> WHAT THE TASK ASKS
Your job is to set down the stretch of entries that opens with the line containing "select_download_url(&release.assets, repo, &release.tag_name);" and closes with the line containing "dirs.sort();". Keep both end lines, copy each exactly, and add nothing.
--- TASK DATA Enclosed Below ---
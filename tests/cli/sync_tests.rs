//! Tests for the `sync` CLI command

use meshcore_enum_sync::TargetGroup;

use crate::common::{
    assert_contains, assert_group, assert_json_type, assert_valid_json, SyncFixture, PACKETS_PY,
    PROTOCOL_FRAME,
};

fn fixture() -> SyncFixture {
    let fixture = SyncFixture::new();
    fixture
        .add_source("src/meshcore/packets.py", PACKETS_PY)
        .write_target(PROTOCOL_FRAME);
    fixture
}

// ============================================================================
// DRY RUN
// ============================================================================

#[test]
fn test_sync_defaults_to_dry_run() {
    let fixture = fixture();
    let output = fixture.run_cli_success(&[
        "sync",
        "--protocol-frame",
        "ProtocolFrame.swift",
        "--source-dir",
        "meshcore_py-2.1.0",
    ]);

    assert_contains(&output, "contactStart");
    assert_contains(&output, "Dry run");
    assert_eq!(fixture.read_target(), PROTOCOL_FRAME);
    assert!(fixture.backups().is_empty());
}

#[test]
fn test_sync_dry_run_json() {
    let fixture = fixture();
    let output = fixture.run_cli_success(&[
        "sync",
        "--protocol-frame",
        "ProtocolFrame.swift",
        "--source-dir",
        "meshcore_py-2.1.0",
        "-f",
        "json",
    ]);

    let json = assert_valid_json(&output, "sync dry run");
    assert_json_type(&json, "sync");
    assert_eq!(json["outcome"]["status"], "dry_run");
    assert_eq!(json["report"]["upstream_version"], "2.1.0");
    assert_eq!(json["report"]["totals"]["additions"], 2);
}

#[test]
fn test_source_version_overrides_directory_name() {
    let fixture = fixture();
    let output = fixture.run_cli_success(&[
        "sync",
        "--protocol-frame",
        "ProtocolFrame.swift",
        "--source-dir",
        "meshcore_py-2.1.0",
        "--source-version",
        "9.9.9",
        "-f",
        "json",
    ]);

    let json = assert_valid_json(&output, "sync with explicit version");
    assert_eq!(json["report"]["upstream_version"], "9.9.9");
}

// ============================================================================
// APPLY
// ============================================================================

#[test]
fn test_sync_apply_auto_approve() {
    let fixture = fixture();
    let output = fixture.run_cli_success(&[
        "sync",
        "--protocol-frame",
        "ProtocolFrame.swift",
        "--source-dir",
        "meshcore_py-2.1.0",
        "--apply",
        "--auto-approve",
        "--skip-validation",
    ]);

    assert_contains(&output, "2 cases added");
    let text = fixture.read_target();
    assert!(text.starts_with("// Synced to MeshCore_py v2.1.0 on "));
    assert_group(
        &text,
        TargetGroup::Response,
        &[("ok", 0), ("error", 1), ("contactStart", 2)],
    );
    assert_eq!(fixture.backups().len(), 1);

    let again = fixture.run_cli_success(&[
        "sync",
        "--protocol-frame",
        "ProtocolFrame.swift",
        "--source-dir",
        "meshcore_py-2.1.0",
        "--apply",
        "--auto-approve",
        "--skip-validation",
    ]);
    assert_contains(&again, "already in sync");
    assert_eq!(fixture.read_target(), text);
}

#[test]
fn test_sync_force_skips_backup() {
    let fixture = fixture();
    fixture.run_cli_success(&[
        "sync",
        "--protocol-frame",
        "ProtocolFrame.swift",
        "--source-dir",
        "meshcore_py-2.1.0",
        "--apply",
        "--auto-approve",
        "--force",
        "--skip-validation",
        "-f",
        "json",
    ]);

    assert!(fixture.backups().is_empty());
    assert_ne!(fixture.read_target(), PROTOCOL_FRAME);
}

#[test]
fn test_config_limit_does_not_stop_auto_approve() {
    let fixture = fixture();
    fixture.write_config("[safety]\nmax_additions = 1\n");
    let output = fixture.run_cli_success(&[
        "sync",
        "--protocol-frame",
        "ProtocolFrame.swift",
        "--source-dir",
        "meshcore_py-2.1.0",
        "--apply",
        "--auto-approve",
        "--skip-validation",
        "-f",
        "json",
    ]);

    let json = assert_valid_json(&output, "sync applied");
    assert_eq!(json["outcome"]["status"], "applied");
    assert_eq!(json["outcome"]["added"], 2);
}

// ============================================================================
// ERRORS
// ============================================================================

#[test]
fn test_auto_approve_requires_apply() {
    let fixture = fixture();
    let output = fixture
        .run_cli(&[
            "sync",
            "--protocol-frame",
            "ProtocolFrame.swift",
            "--source-dir",
            "meshcore_py-2.1.0",
            "--auto-approve",
        ])
        .unwrap();

    assert_eq!(output.status.code(), Some(1));
    assert_contains(&String::from_utf8_lossy(&output.stderr), "--auto-approve requires --apply");
    assert_eq!(fixture.read_target(), PROTOCOL_FRAME);
}

#[test]
fn test_force_requires_apply() {
    let fixture = fixture();
    let (_, stderr) = fixture.run_cli_failure(&[
        "sync",
        "--protocol-frame",
        "ProtocolFrame.swift",
        "--source-dir",
        "meshcore_py-2.1.0",
        "--force",
    ]);
    assert_contains(&stderr, "--force requires --apply");
}

#[test]
fn test_dry_run_conflicts_with_apply() {
    let fixture = fixture();
    let (_, stderr) = fixture.run_cli_failure(&[
        "sync",
        "--protocol-frame",
        "ProtocolFrame.swift",
        "--source-dir",
        "meshcore_py-2.1.0",
        "--dry-run",
        "--apply",
    ]);
    assert_contains(&stderr, "--dry-run and --apply cannot be used together");
    assert_eq!(fixture.read_target(), PROTOCOL_FRAME);
}

#[test]
fn test_missing_target_exits_with_error() {
    let fixture = fixture();
    let output = fixture
        .run_cli(&[
            "sync",
            "--protocol-frame",
            "Missing.swift",
            "--source-dir",
            "meshcore_py-2.1.0",
        ])
        .unwrap();

    assert_eq!(output.status.code(), Some(1));
    assert_contains(&String::from_utf8_lossy(&output.stderr), "Target file not found");
}

#[test]
fn test_invalid_config_exits_with_error() {
    let fixture = fixture();
    fixture.write_config("[safety]\nmax_additions = \"many\"\n");
    let (_, stderr) = fixture.run_cli_failure(&[
        "sync",
        "--protocol-frame",
        "ProtocolFrame.swift",
        "--source-dir",
        "meshcore_py-2.1.0",
    ]);
    assert_contains(&stderr, "Configuration error");
}
//! Fetching upstream releases from GitHub
//!
//! Release metadata comes from the REST API, the source archive from the
//! release assets (or the tag's archive URL). Every request is retried with
//! exponential backoff before the run gives up.

use std::fs;
use std::future::Future;
use std::path::{Path, PathBuf};
use std::time::Duration;

use serde::Deserialize;

use crate::config::UpstreamConfig;
use crate::error::{Result, SyncError};
use crate::schema::ReleaseInfo;

const USER_AGENT: &str = concat!("meshcore-enum-sync/", env!("CARGO_PKG_VERSION"));

#[derive(Debug, Deserialize)]
struct GitHubRelease {
    tag_name: String,
    #[serde(default)]
    name: Option<String>,
    #[serde(default)]
    published_at: Option<String>,
    #[serde(default)]
    assets: Vec<GitHubAsset>,
}

#[derive(Debug, Deserialize)]
struct GitHubAsset {
    name: String,
    browser_download_url: String,
}

/// A release unpacked on disk
#[derive(Debug, Clone)]
pub struct DownloadedRelease {
    pub info: ReleaseInfo,
    /// Top-level directory of the extracted archive
    pub source_dir: PathBuf,
    /// Version inferred from the directory name or the tag
    pub version: String,
}

/// Run `op` up to `attempts` times, sleeping `base * 2^attempt` in between
pub async fn with_retries<T, F, Fut>(attempts: u32, base: Duration, what: &str, mut op: F) -> Result<T>
where
    F: FnMut() -> Fut,
    Fut: Future<Output = Result<T>>,
{
    let attempts = attempts.max(1);
    let mut attempt = 0;
    loop {
        match op().await {
            Ok(value) => return Ok(value),
            Err(e) if attempt + 1 >= attempts => {
                return Err(SyncError::Release {
                    message: format!("{} failed after {} attempts: {}", what, attempts, e),
                });
            }
            Err(e) => {
                let delay = base * 2u32.pow(attempt);
                tracing::warn!(
                    "{} failed (attempt {}/{}): {}; retrying in {:?}",
                    what,
                    attempt + 1,
                    attempts,
                    e,
                    delay
                );
                tokio::time::sleep(delay).await;
                attempt += 1;
            }
        }
    }
}

/// Client for the upstream repository's releases
pub struct ReleaseClient {
    client: reqwest::Client,
    config: UpstreamConfig,
    backoff: Duration,
}

impl ReleaseClient {
    pub fn new(config: &UpstreamConfig) -> Result<Self> {
        let client = reqwest::Client::builder()
            .user_agent(USER_AGENT)
            .timeout(Duration::from_secs(config.timeout_secs))
            .build()?;
        Ok(Self {
            client,
            config: config.clone(),
            backoff: Duration::from_secs(1),
        })
    }

    /// Resolve the latest published release
    pub async fn latest_release(&self) -> Result<ReleaseInfo> {
        let url = format!(
            "{}/{}/releases/latest",
            self.config.api_base.trim_end_matches('/'),
            self.config.repo
        );
        tracing::debug!("Fetching release metadata from {}", url);

        let client = &self.client;
        let url = url.as_str();
        let release: GitHubRelease = with_retries(
            self.config.max_retries,
            self.backoff,
            "Fetching release metadata",
            move || async move {
                let response = client
                    .get(url)
                    .header("Accept", "application/vnd.github.v3+json")
                    .send()
                    .await?
                    .error_for_status()?;
                Ok::<_, SyncError>(response.json::<GitHubRelease>().await?)
            },
        )
        .await?;

        Ok(release_info(release, &self.config.repo))
    }

    /// Release info for a pinned tag, without asking the API
    pub fn pinned_release(&self, tag: &str) -> ReleaseInfo {
        ReleaseInfo {
            tag: tag.to_string(),
            name: format!("Release {}", tag),
            download_url: tag_archive_url(&self.config.repo, tag),
            published_at: "unknown".to_string(),
        }
    }

    /// Download and unpack a release (`None` = latest) below `work_dir`
    pub async fn download(&self, tag: Option<&str>, work_dir: &Path) -> Result<DownloadedRelease> {
        let info = match tag {
            Some(tag) => self.pinned_release(tag),
            None => self.latest_release().await?,
        };
        tracing::info!("Downloading {} from {}", info.tag, info.download_url);

        let client = &self.client;
        let download_url = info.download_url.as_str();
        let bytes = with_retries(
            self.config.max_retries,
            self.backoff,
            "Downloading release archive",
            move || async move {
                let response = client.get(download_url).send().await?.error_for_status()?;
                Ok::<_, SyncError>(response.bytes().await?)
            },
        )
        .await?;

        let archive = work_dir.join(format!("{}.zip", sanitize_file_name(&info.tag)));
        fs::write(&archive, &bytes)?;

        let source_dir = extract_archive(&archive, &work_dir.join("source"))?;
        let dir_name = source_dir
            .file_name()
            .map(|n| n.to_string_lossy().to_string())
            .unwrap_or_default();
        let version = version_from_dir(&dir_name, &info.tag);
        tracing::info!("Extracted {} (version {})", source_dir.display(), version);

        Ok(DownloadedRelease {
            info,
            source_dir,
            version,
        })
    }
}

fn release_info(release: GitHubRelease, repo: &str) -> ReleaseInfo {
    let download_url = select_download_url(&release.assets, repo, &release.tag_name);
    ReleaseInfo {
        name: release.name.unwrap_or_else(|| release.tag_name.clone()),
        published_at: release.published_at.unwrap_or_else(|| "unknown".to_string()),
        tag: release.tag_name,
        download_url,
    }
}

/// First `.zip` asset with "source" in its name, else the tag archive
fn select_download_url(assets: &[GitHubAsset], repo: &str, tag: &str) -> String {
    assets
        .iter()
        .find(|a| a.name.ends_with(".zip") && a.name.to_lowercase().contains("source"))
        .map(|a| a.browser_download_url.clone())
        .unwrap_or_else(|| tag_archive_url(repo, tag))
}

fn tag_archive_url(repo: &str, tag: &str) -> String {
    format!("https://github.com/{}/archive/{}.zip", repo, tag)
}

fn sanitize_file_name(tag: &str) -> String {
    tag.chars()
        .map(|c| if c.is_ascii_alphanumeric() || c == '.' || c == '-' || c == '_' { c } else { '_' })
        .collect()
}

/// Unpack a zip archive and return its first top-level directory
pub fn extract_archive(archive: &Path, dest: &Path) -> Result<PathBuf> {
    let file = fs::File::open(archive)?;
    let mut zip = zip::ZipArchive::new(file)?;
    fs::create_dir_all(dest)?;
    zip.extract(dest)?;

    let mut dirs: Vec<PathBuf> = fs::read_dir(dest)?
        .filter_map(|entry| entry.ok())
        .map(|entry| entry.path())
        .filter(|path| path.is_dir())
        .collect();
    dirs.sort();

    dirs.into_iter().next().ok_or_else(|| SyncError::Archive {
        message: format!("no source directory in {}", archive.display()),
    })
}

/// Version from a `<repo>-<version>` directory name, else from the tag
pub fn version_from_dir(dir_name: &str, tag: &str) -> String {
    if let Some((_, candidate)) = dir_name.split_once('-') {
        if looks_like_version(candidate) {
            return candidate.trim_start_matches('v').to_string();
        }
    }
    let from_tag = tag.trim_start_matches('v');
    if !from_tag.is_empty() {
        return from_tag.to_string();
    }
    "unknown".to_string()
}

fn looks_like_version(text: &str) -> bool {
    let digits: String = text.chars().filter(|c| *c != '.' && *c != 'v').collect();
    !digits.is_empty() && digits.chars().all(|c| c.is_ascii_digit())
}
--- End of Enclosed TASK DATA ---
> WRITTEN ANSWER
    let download_url = select_download_url(&release.assets, repo, &release.tag_name);
    ReleaseInfo {
        name: release.name.unwrap_or_else(|| release.tag_name.clone()),
        published_at: release.published_at.unwrap_or_else(|| "unknown".to_string()),
        tag: release.tag_name,
        download_url,
    }
}

/// First `.zip` asset with "source" in its name, else the tag archive
fn select_download_url(assets: &[GitHubAsset], repo: &str, tag: &str) -> String {
    assets
        .iter()
        .find(|a| a.name.ends_with(".zip") && a.name.to_lowercase().contains("source"))
        .map(|a| a.browser_download_url.clone())
        .unwrap_or_else(|| tag_archive_url(repo, tag))
}

fn tag_archive_url(repo: &str, tag: &str) -> String {
    format!("https://github.com/{}/archive/{}.zip", repo, tag)
}

fn sanitize_file_name(tag: &str) -> String {
    tag.chars()
        .map(|c| if c.is_ascii_alphanumeric() || c == '.' || c == '-' || c == '_' { c } else { '_' })
        .collect()
}

/// Unpack a zip archive and return its first top-level directory
pub fn extract_archive(archive: &Path, dest: &Path) -> Result<PathBuf> {
    let file = fs::File::open(archive)?;
    let mut zip = zip::ZipArchive::new(file)?;
    fs::create_dir_all(dest)?;
    zip.extract(dest)?;

    let mut dirs: Vec<PathBuf> = fs::read_dir(dest)?
        .filter_map(|entry| entry.ok())
        .map(|entry| entry.path())
        .filter(|path| path.is_dir())
        .collect();
    dirs.sort();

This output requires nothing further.